use std::collections::BTreeMap;
use std::path::{Path, PathBuf};

use tracing::info;

use super::{PortMapping, RunRequest, VolumeMount};
use crate::catalog::{CommandTarget, ComposeProject, SHELL_LABEL};
use crate::error::{DockerizedError, Result};

/// Mount point of the host working directory inside the container.
pub const CONTAINER_HOST_DIR: &str = "/host";
pub const HOST_HOSTNAME_VAR: &str = "HOST_HOSTNAME";
pub const COMMAND_LABEL: &str = "com.dockerized.command";
const DEFAULT_SHELL: &str = "sh";

/// Invocation flags that change how the container is started.
#[derive(Debug, Clone, Default, PartialEq, Eq)]
pub struct PlanOptions {
    pub shell: bool,
    pub entrypoint: Option<String>,
    pub port: Option<String>,
}

pub struct RunPlanner {
    host_cwd: PathBuf,
    hostname: String,
    tty: bool,
}

impl RunPlanner {
    pub fn new(host_cwd: impl Into<PathBuf>, hostname: impl Into<String>) -> Self {
        Self {
            host_cwd: host_cwd.into(),
            hostname: hostname.into(),
            tty: false,
        }
    }

    pub fn with_tty(mut self, tty: bool) -> Self {
        self.tty = tty;
        self
    }

    pub fn plan(
        &self,
        project: &ComposeProject,
        command: &str,
        args: Vec<String>,
        options: &PlanOptions,
    ) -> Result<RunRequest> {
        if options.shell && options.entrypoint.is_some() {
            return Err(DockerizedError::MutuallyExclusiveOptions("--shell", "--entrypoint"));
        }

        let target = project.resolve_command(command);
        if let CommandTarget::Unmanaged { image } = &target {
            info!(
                "Service {} not found in compose file(s). Fallback to: {}.",
                command, image
            );
            info!("  This command, if it exists, will not support version switching.");
        }

        let working_dir = container_working_dir(&self.host_cwd);
        let mut request = RunRequest {
            service: command.to_string(),
            target,
            args,
            entrypoint: None,
            environment: BTreeMap::from([(HOST_HOSTNAME_VAR.to_string(), self.hostname.clone())]),
            working_dir: working_dir.clone(),
            volumes: vec![VolumeMount::bind(
                self.host_cwd.to_string_lossy().into_owned(),
                working_dir,
            )],
            ports: Vec::new(),
            labels: BTreeMap::from([(COMMAND_LABEL.to_string(), command.to_string())]),
            tty: self.tty,
            stdin_open: true,
            auto_remove: true,
        };

        if let Some(port) = &options.port {
            let mapping = PortMapping::parse(port)?;
            info!("Mapping port: {}", mapping);
            request.ports.push(mapping);
        }

        if options.shell {
            let shell = match &request.target {
                CommandTarget::Managed(service) => service.label(SHELL_LABEL).unwrap_or(DEFAULT_SHELL),
                CommandTarget::Unmanaged { .. } => DEFAULT_SHELL,
            };
            info!("Setting up shell in container for {}...", command);
            request.entrypoint = Some(vec![shell.to_string()]);
            for mount in mounted_volumes(&request) {
                info!("  Mounted: {}", mount);
            }
        }

        if let Some(entrypoint) = &options.entrypoint {
            info!("Setting entrypoint to {}", entrypoint);
            request.entrypoint = Some(
                entrypoint
                    .split(' ')
                    .filter(|part| !part.is_empty())
                    .map(str::to_string)
                    .collect(),
            );
        }

        info!("Entrypoint: {:?}", request.entrypoint);
        info!("Command:    {:?}", request.args);
        Ok(request)
    }
}

/// `/host/<name of the host directory>`, or `/host` at the filesystem root.
pub fn container_working_dir(host_cwd: &Path) -> String {
    match host_cwd.file_name() {
        Some(name) => format!("{}/{}", CONTAINER_HOST_DIR, name.to_string_lossy()),
        None => CONTAINER_HOST_DIR.to_string(),
    }
}

/// `source:target` for every volume the run container will see: the
/// catalog entry's own volumes, then the host directory bind.
pub fn mounted_volumes(request: &RunRequest) -> Vec<String> {
    let mut mounts = Vec::new();
    if let CommandTarget::Managed(service) = &request.target {
        for volume in &service.volumes {
            match (volume.source(), volume.target()) {
                (Some(source), Some(target)) => mounts.push(format!("{}:{}", source, target)),
                (Some(anonymous), None) | (None, Some(anonymous)) => mounts.push(anonymous),
                (None, None) => {}
            }
        }
    }
    for volume in &request.volumes {
        mounts.push(format!("{}:{}", volume.host_path, volume.container_path));
    }
    mounts
}
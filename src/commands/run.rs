use std::path::PathBuf;

use tracing::info;

use super::{help, image, versions};
use crate::cli::Cli;
use crate::env::Environment;
use crate::error::{DockerizedError, Result};
use crate::host::HostContext;
use crate::run::engine::stdio_is_terminal;
use crate::run::signal::listen_for_signals;
use crate::run::{CancellationToken, DockerComposeEngine, RunExecutor, RunPlanner};
use crate::session::Session;
use crate::version::VersionRequest;

/// Runs one invocation and returns the process exit code.
pub async fn execute(cli: Cli) -> Result<i32> {
    let process_env = Environment::from_process();
    let host = HostContext::from_process(cli.root_dir.clone().map(PathBuf::from), &process_env)?;
    let session = Session::open(host, process_env)?;

    if cli.commands {
        help::print_commands(&session)?;
        return Ok(0);
    }

    let spec = match cli.command_spec() {
        Some(spec) if !cli.help => spec,
        _ => {
            help::print_help(&session)?;
            return Ok(if cli.help { 0 } else { 1 });
        }
    };
    if spec.name.starts_with('-') {
        return Err(DockerizedError::UnknownOption(spec.name));
    }

    let session = match &spec.version {
        Some(VersionRequest::List) => {
            versions::execute(&session, &spec.name).await?;
            return Ok(0);
        }
        Some(VersionRequest::Exact(version)) => session.with_version(&spec.name, version)?,
        None => session,
    };

    let project = session.load_catalog()?;
    let request = RunPlanner::new(&session.host.cwd, session.host.hostname.clone())
        .with_tty(stdio_is_terminal())
        .plan(&project, &spec.name, cli.command_args(), &cli.plan_options())?;

    let engine = DockerComposeEngine::new(&session.env);
    if cli.build {
        image::build(&engine, &project, &spec.name, cli.pull, cli.no_cache).await?;
    } else if cli.pull {
        image::pull(&engine, &project, &spec.name).await?;
        if !cli.digest {
            return Ok(0);
        }
    }
    if cli.digest {
        println!("{}", image::digest(&engine, &project, &spec.name).await?);
        return Ok(0);
    }

    let cancel = CancellationToken::new();
    let listener = listen_for_signals(cancel.clone());
    let result = RunExecutor::new(engine).run(&project, &request, &cancel).await;
    listener.abort();

    result?;
    info!("{} finished", spec.name);
    Ok(0)
}
use clap::{ArgAction, Parser};

use crate::run::PlanOptions;
use crate::version::{parse_command_spec, CommandSpec};

#[derive(Debug, Parser)]
#[command(
    name = "dockerized",
    about = "Run command-line tools inside disposable containers.",
    override_usage = "dockerized [options] <command>[:version] [arguments]",
    disable_help_flag = true
)]
#[command(version)]
pub struct Cli {
    /// Installation directory with the bundled compose and env files
    #[arg(long, env = "DOCKERIZED_ROOT", value_name = "PATH")]
    pub root_dir: Option<String>,

    /// Rebuild the container before running it
    #[arg(long)]
    pub build: bool,

    /// Pull the latest version of the container (before building it, with --build)
    #[arg(long)]
    pub pull: bool,

    /// Do not use cache when building the container (with --build)
    #[arg(long)]
    pub no_cache: bool,

    /// Print the image digest of the command
    #[arg(long)]
    pub digest: bool,

    /// List the available commands
    #[arg(long)]
    pub commands: bool,

    /// Start a shell inside the command container
    #[arg(long)]
    pub shell: bool,

    /// Override the default entrypoint of the command container
    #[arg(long, value_name = "ENTRYPOINT")]
    pub entrypoint: Option<String>,

    /// Expose a port to the host, e.g. -p 8080 or -p 80:8080
    #[arg(short = 'p', value_name = "PORT")]
    pub port: Option<String>,

    /// Log what dockerized is doing
    #[arg(short, long)]
    pub verbose: bool,

    /// Show this help
    #[arg(short, long, action = ArgAction::SetTrue)]
    pub help: bool,

    /// <command>[:version] followed by the arguments passed to it
    #[arg(trailing_var_arg = true, allow_hyphen_values = true, value_name = "COMMAND")]
    pub command: Vec<String>,
}

impl Cli {
    /// The requested command, if any. Everything after it belongs to the
    /// command itself.
    pub fn command_spec(&self) -> Option<CommandSpec> {
        self.command
            .first()
            .filter(|name| !name.is_empty())
            .map(|name| parse_command_spec(name))
    }

    pub fn command_args(&self) -> Vec<String> {
        self.command.iter().skip(1).cloned().collect()
    }

    pub fn plan_options(&self) -> PlanOptions {
        PlanOptions {
            shell: self.shell,
            entrypoint: self.entrypoint.clone(),
            port: self.port.clone(),
        }
    }
}
#[async_trait]
impl Engine for DockerComposeEngine {
    async fn up(
        &self,
        project: &ComposeProject,
        options: &UpOptions,
        cancel: &CancellationToken,
    ) -> Result<UpOutcome> {
        let file = self.write_project(project)?;
        let mut command = self.compose(project, &file);
        command.args(["up", "--no-start"]);
        if options.remove_orphans {
            command.arg("--remove-orphans");
        }
        if options.force_recreate {
            command.arg("--force-recreate");
        }
        command.args(&options.services);
        command
            .stdin(Stdio::null())
            .stdout(Stdio::piped())
            .stderr(Stdio::piped())
            .kill_on_drop(true);

        let child = command
            .spawn()
            .map_err(|e| DockerizedError::EngineError(format!("Failed to run {}: {}", self.docker, e)))?;

        let output = tokio::select! {
            output = child.wait_with_output() => output?,
            _ = cancel.cancelled() => return Err(DockerizedError::Cancelled),
        };

        let stderr = String::from_utf8_lossy(&output.stderr);
        debug!("compose up: {}", stderr.trim());
        if output.status.success() {
            return Ok(UpOutcome::Started);
        }
        if is_no_container_error(&stderr) {
            return Ok(UpOutcome::NoContainers);
        }
        Err(DockerizedError::EngineError(format!(
            "Failed to set up network for project {}: {}",
            project.name,
            stderr.trim()
        )))
    }

    async fn run_one_off(
        &self,
        project: &ComposeProject,
        options: &OneOffOptions,
        cancel: &CancellationToken,
    ) -> Result<i32> {
        let file = self.write_project(project)?;
        let container_name = format!("{}-{}-run-{}", project.name, options.service, Uuid::new_v4().simple());

        let mut command = self.compose(project, &file);
        command.arg("run").arg("--name").arg(&container_name);
        if options.auto_remove {
            command.arg("--rm");
        }
        if !options.tty {
            command.arg("-T");
        }
        command.arg("-w").arg(&options.working_dir);
        for (key, value) in &options.environment {
            command.arg("-e").arg(format!("{}={}", key, value));
        }
        for port in &options.ports {
            command.arg("--publish").arg(port.to_string());
        }
        command.arg(&options.service).args(&options.args);
        command.stdin(Stdio::inherit()).stdout(Stdio::inherit()).stderr(Stdio::inherit());

        info!("Running container {}", container_name);
        let mut child = command
            .spawn()
            .map_err(|e| DockerizedError::EngineError(format!("Failed to run {}: {}", self.docker, e)))?;

        tokio::select! {
            status = child.wait() => Ok(exit_code(status?)),
            _ = cancel.cancelled() => {
                if let Some(pid) = child.id() {
                    if let Err(e) = kill(Pid::from_raw(pid as i32), Signal::SIGINT) {
                        debug!("Failed to forward SIGINT to compose: {}", e);
                    }
                }
                match tokio::time::timeout(self.grace_period, child.wait()).await {
                    Ok(_) => self.remove_container(&container_name).await,
                    Err(_) => {
                        warn!(
                            "{} did not stop within {:?}, removing it",
                            container_name, self.grace_period
                        );
                        self.remove_container(&container_name).await;
                        if let Err(e) = child.kill().await {
                            debug!("Failed to kill compose client: {}", e);
                        }
                    }
                }
                Err(DockerizedError::Cancelled)
            }
        }
    }

    async fn build(&self, project: &ComposeProject, options: &BuildOptions) -> Result<()> {
        let file = self.write_project(project)?;
        let mut command = self.compose(project, &file);
        command.arg("build");
        if options.pull {
            command.arg("--pull");
        }
        if options.no_cache {
            command.arg("--no-cache");
        }
        command.args(&options.services);
        self.run_to_completion(command, "compose build").await
    }

    async fn pull(&self, project: &ComposeProject, service: &str) -> Result<()> {
        let file = self.write_project(project)?;
        let mut command = self.compose(project, &file);
        command.args(["pull", service]);
        self.run_to_completion(command, "compose pull").await
    }

    async fn image_digest(&self, project: &ComposeProject, service: &str) -> Result<String> {
        let image = Self::image_name(project, service)?;
        let output = Command::new(&self.docker)
            .env_clear()
            .envs(self.env.iter())
            .args(["image", "inspect", "--format", "{{json .RepoDigests}}", &image])
            .stdin(Stdio::null())
            .output()
            .await
            .map_err(|e| DockerizedError::EngineError(format!("Failed to run {}: {}", self.docker, e)))?;

        if !output.status.success() {
            return Err(DockerizedError::EngineError(format!(
                "Failed to inspect image {}: {}",
                image,
                String::from_utf8_lossy(&output.stderr).trim()
            )));
        }

        parse_repo_digest(&image, &output.stdout)
    }
}

fn is_no_container_error(stderr: &str) -> bool {
    stderr.contains("no container found for project") || stderr.contains("no service selected")
}

fn parse_repo_digest(image: &str, stdout: &[u8]) -> Result<String> {
    let digests: Vec<String> = serde_json::from_slice(stdout).map_err(|e| {
        DockerizedError::EngineError(format!("Unexpected inspect output for {}: {}", image, e))
    })?;
    digests
        .into_iter()
        .next()
        .ok_or_else(|| DockerizedError::EngineError(format!("Image {} has no repository digest", image)))
}

/// Exit status as a shell would report it.
pub fn exit_code(status: ExitStatus) -> i32 {
    match (status.code(), status.signal()) {
        (Some(code), _) => code,
        (None, Some(signal)) => 128 + signal,
        (None, None) => 1,
    }
}

/// Whether both stdin and stdout are attached to a terminal.
pub fn stdio_is_terminal() -> bool {
    std::io::stdin().is_terminal() && std::io::stdout().is_terminal()
}
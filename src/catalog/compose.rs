//! Typed view of the parts of a compose document dockerized reads or edits.
//!
//! Keys that are not modelled explicitly are kept in `extra` so they survive a
//! round trip to the engine untouched.

use std::collections::BTreeMap;

use serde::{Deserialize, Deserializer, Serialize};

#[derive(Debug, Clone, Default, PartialEq, Serialize, Deserialize)]
pub struct ComposeDocument {
    #[serde(default, skip_serializing_if = "Option::is_none")]
    pub name: Option<String>,
    #[serde(default, deserialize_with = "nullable_map")]
    pub services: BTreeMap<String, ServiceConfig>,
    #[serde(default, skip_serializing_if = "BTreeMap::is_empty")]
    pub networks: BTreeMap<String, serde_yaml::Value>,
    #[serde(default, skip_serializing_if = "BTreeMap::is_empty")]
    pub volumes: BTreeMap<String, serde_yaml::Value>,
}

#[derive(Debug, Clone, Default, PartialEq, Serialize, Deserialize)]
pub struct ServiceConfig {
    #[serde(default, skip_serializing_if = "Option::is_none")]
    pub image: Option<String>,
    #[serde(default, skip_serializing_if = "Option::is_none")]
    pub build: Option<BuildConfig>,
    #[serde(default, skip_serializing_if = "Option::is_none")]
    pub entrypoint: Option<CommandLine>,
    #[serde(default, skip_serializing_if = "Option::is_none")]
    pub command: Option<CommandLine>,
    #[serde(default, deserialize_with = "key_values", skip_serializing_if = "BTreeMap::is_empty")]
    pub environment: BTreeMap<String, Option<String>>,
    #[serde(default, deserialize_with = "labels", skip_serializing_if = "BTreeMap::is_empty")]
    pub labels: BTreeMap<String, String>,
    #[serde(default, skip_serializing_if = "Vec::is_empty")]
    pub volumes: Vec<ServiceVolume>,
    #[serde(default, skip_serializing_if = "Vec::is_empty")]
    pub ports: Vec<ServicePort>,
    #[serde(default, skip_serializing_if = "Option::is_none")]
    pub working_dir: Option<String>,
    #[serde(default, skip_serializing_if = "Option::is_none")]
    pub stdin_open: Option<bool>,
    #[serde(default, skip_serializing_if = "Option::is_none")]
    pub tty: Option<bool>,
    #[serde(default, skip_serializing_if = "Option::is_none")]
    pub stop_grace_period: Option<String>,
    #[serde(flatten)]
    pub extra: BTreeMap<String, serde_yaml::Value>,
}

#[derive(Debug, Clone, PartialEq, Serialize, Deserialize)]
#[serde(untagged)]
pub enum BuildConfig {
    Context(String),
    Detailed(BuildSpec),
}

#[derive(Debug, Clone, Default, PartialEq, Serialize, Deserialize)]
pub struct BuildSpec {
    #[serde(default, skip_serializing_if = "Option::is_none")]
    pub context: Option<String>,
    #[serde(default, skip_serializing_if = "Option::is_none")]
    pub dockerfile: Option<String>,
    #[serde(default, deserialize_with = "key_values", skip_serializing_if = "BTreeMap::is_empty")]
    pub args: BTreeMap<String, Option<String>>,
    #[serde(flatten)]
    pub extra: BTreeMap<String, serde_yaml::Value>,
}

/// `entrypoint` / `command`: either a shell string or an exec-form list.
#[derive(Debug, Clone, PartialEq, Serialize, Deserialize)]
#[serde(untagged)]
pub enum CommandLine {
    Shell(String),
    Exec(Vec<String>),
}

#[derive(Debug, Clone, PartialEq, Serialize, Deserialize)]
#[serde(untagged)]
pub enum ServiceVolume {
    Short(String),
    Long(VolumeSpec),
}

#[derive(Debug, Clone, Default, PartialEq, Serialize, Deserialize)]
pub struct VolumeSpec {
    #[serde(rename = "type")]
    pub kind: String,
    #[serde(default, skip_serializing_if = "Option::is_none")]
    pub source: Option<String>,
    pub target: String,
    #[serde(default, skip_serializing_if = "std::ops::Not::not")]
    pub read_only: bool,
    #[serde(flatten)]
    pub extra: BTreeMap<String, serde_yaml::Value>,
}

#[derive(Debug, Clone, PartialEq, Serialize, Deserialize)]
#[serde(untagged)]
pub enum ServicePort {
    Number(u16),
    Short(String),
    Long(BTreeMap<String, serde_yaml::Value>),
}

impl ComposeDocument {
    pub fn from_yaml(content: &str) -> Result<Self, serde_yaml::Error> {
        serde_yaml::from_str(content)
    }
}

impl ServiceConfig {
    /// Arguments of the build step, if any.
    pub fn build_args(&self) -> Option<&BTreeMap<String, Option<String>>> {
        match &self.build {
            Some(BuildConfig::Detailed(spec)) => Some(&spec.args),
            _ => None,
        }
    }

    pub fn has_build(&self) -> bool {
        self.build.is_some()
    }

    /// Entrypoint as a token list.
    pub fn entrypoint_tokens(&self) -> Vec<String> {
        self.entrypoint.as_ref().map(CommandLine::tokens).unwrap_or_default()
    }

    pub fn label(&self, key: &str) -> Option<&str> {
        self.labels.get(key).map(String::as_str).filter(|v| !v.is_empty())
    }

    /// Merges `other` on top of `self`: scalars from `other` win, maps merge
    /// key by key and lists are appended.
    pub fn merge(&mut self, other: ServiceConfig) {
        if other.image.is_some() {
            self.image = other.image;
        }
        match (&mut self.build, other.build) {
            (Some(BuildConfig::Detailed(base)), Some(BuildConfig::Detailed(over))) => {
                if over.context.is_some() {
                    base.context = over.context;
                }
                if over.dockerfile.is_some() {
                    base.dockerfile = over.dockerfile;
                }
                base.args.extend(over.args);
                base.extra.extend(over.extra);
            }
            (_, Some(build)) => self.build = Some(build),
            (_, None) => {}
        }
        if other.entrypoint.is_some() {
            self.entrypoint = other.entrypoint;
        }
        if other.command.is_some() {
            self.command = other.command;
        }
        self.environment.extend(other.environment);
        self.labels.extend(other.labels);
        self.volumes.extend(other.volumes);
        self.ports.extend(other.ports);
        if other.working_dir.is_some() {
            self.working_dir = other.working_dir;
        }
        if other.stdin_open.is_some() {
            self.stdin_open = other.stdin_open;
        }
        if other.tty.is_some() {
            self.tty = other.tty;
        }
        if other.stop_grace_period.is_some() {
            self.stop_grace_period = other.stop_grace_period;
        }
        self.extra.extend(other.extra);
    }
}

impl CommandLine {
    /// Splits the shell form on whitespace; the exec form is returned as is.
    pub fn tokens(&self) -> Vec<String> {
        match self {
            CommandLine::Shell(line) => line.split_whitespace().map(str::to_string).collect(),
            CommandLine::Exec(items) => items.clone(),
        }
    }
}

impl VolumeSpec {
    pub fn bind(source: impl Into<String>, target: impl Into<String>, read_only: bool) -> Self {
        Self {
            kind: "bind".to_string(),
            source: Some(source.into()),
            target: target.into(),
            read_only,
            extra: BTreeMap::new(),
        }
    }
}

impl ServiceVolume {
    pub fn source(&self) -> Option<String> {
        match self {
            ServiceVolume::Short(spec) => spec.split(':').next().map(str::to_string),
            ServiceVolume::Long(spec) => spec.source.clone(),
        }
    }

    pub fn target(&self) -> Option<String> {
        match self {
            ServiceVolume::Short(spec) => spec.split(':').nth(1).map(str::to_string),
            ServiceVolume::Long(spec) => Some(spec.target.clone()),
        }
    }
}

fn nullable_map<'de, D, T>(deserializer: D) -> Result<BTreeMap<String, T>, D::Error>
where
    D: Deserializer<'de>,
    T: Deserialize<'de> + Default,
{
    let raw: Option<BTreeMap<String, Option<T>>> = Option::deserialize(deserializer)?;
    Ok(raw
        .unwrap_or_default()
        .into_iter()
        .map(|(k, v)| (k, v.unwrap_or_default()))
        .collect())
}

#[derive(Deserialize)]
#[serde(untagged)]
enum KeyValues {
    Map(BTreeMap<String, Option<ScalarValue>>),
    List(Vec<String>),
}

/// Compose accepts numbers and booleans as environment values.
#[derive(Deserialize)]
#[serde(untagged)]
enum ScalarValue {
    Text(String),
    Bool(bool),
    Integer(i64),
    Float(f64),
}

impl ScalarValue {
    fn into_string(self) -> String {
        match self {
            ScalarValue::Text(s) => s,
            ScalarValue::Bool(b) => b.to_string(),
            ScalarValue::Integer(i) => i.to_string(),
            ScalarValue::Float(f) => f.to_string(),
        }
    }
}

fn key_values<'de, D>(deserializer: D) -> Result<BTreeMap<String, Option<String>>, D::Error>
where
    D: Deserializer<'de>,
{
    let raw: Option<KeyValues> = Option::deserialize(deserializer)?;
    Ok(match raw {
        None => BTreeMap::new(),
        Some(KeyValues::Map(map)) => map
            .into_iter()
            .map(|(k, v)| (k, v.map(ScalarValue::into_string)))
            .collect(),
        Some(KeyValues::List(items)) => items
            .into_iter()
            .map(|item| match item.split_once('=') {
                Some((k, v)) => (k.to_string(), Some(v.to_string())),
                None => (item, None),
            })
            .collect(),
    })
}

fn labels<'de, D>(deserializer: D) -> Result<BTreeMap<String, String>, D::Error>
where
    D: Deserializer<'de>,
{
    Ok(key_values(deserializer)?
        .into_iter()
        .map(|(k, v)| (k, v.unwrap_or_default()))
        .collect())
}
use serde_yaml::Value;
use tracing::debug;

use crate::env::template::Template;
use crate::env::Environment;
use crate::error::{DockerizedError, Result};

/// Substitutes variables in every string scalar of `value`.
pub fn interpolate(value: Value, env: &Environment) -> Result<Value> {
    Ok(match value {
        Value::String(text) => Value::String(interpolate_str(&text, env)?),
        Value::Sequence(items) => Value::Sequence(
            items
                .into_iter()
                .map(|item| interpolate(item, env))
                .collect::<Result<_>>()?,
        ),
        Value::Mapping(map) => {
            let mut out = serde_yaml::Mapping::with_capacity(map.len());
            for (key, item) in map {
                out.insert(key, interpolate(item, env)?);
            }
            Value::Mapping(out)
        }
        Value::Tagged(tagged) => {
            let tagged = *tagged;
            Value::Tagged(Box::new(serde_yaml::value::TaggedValue {
                tag: tagged.tag,
                value: interpolate(tagged.value, env)?,
            }))
        }
        other => other,
    })
}

pub fn interpolate_str(text: &str, env: &Environment) -> Result<String> {
    let template = Template::parse(text).map_err(|e| DockerizedError::InvalidConfiguration(e.to_string()))?;
    template.render(&mut |name: &str| {
        let value = env.get(name).map(str::to_string);
        if value.is_none() {
            debug!("The {} variable is not set. Defaulting to a blank string.", name);
        }
        Ok(value)
    })
}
....
- [EXERCISE]: Go through the records above. Copy each line in which the string "ServicePort" appears.

- [FINAL ANSWER]:
    pub ports: Vec<ServicePort>,
pub enum ServicePort {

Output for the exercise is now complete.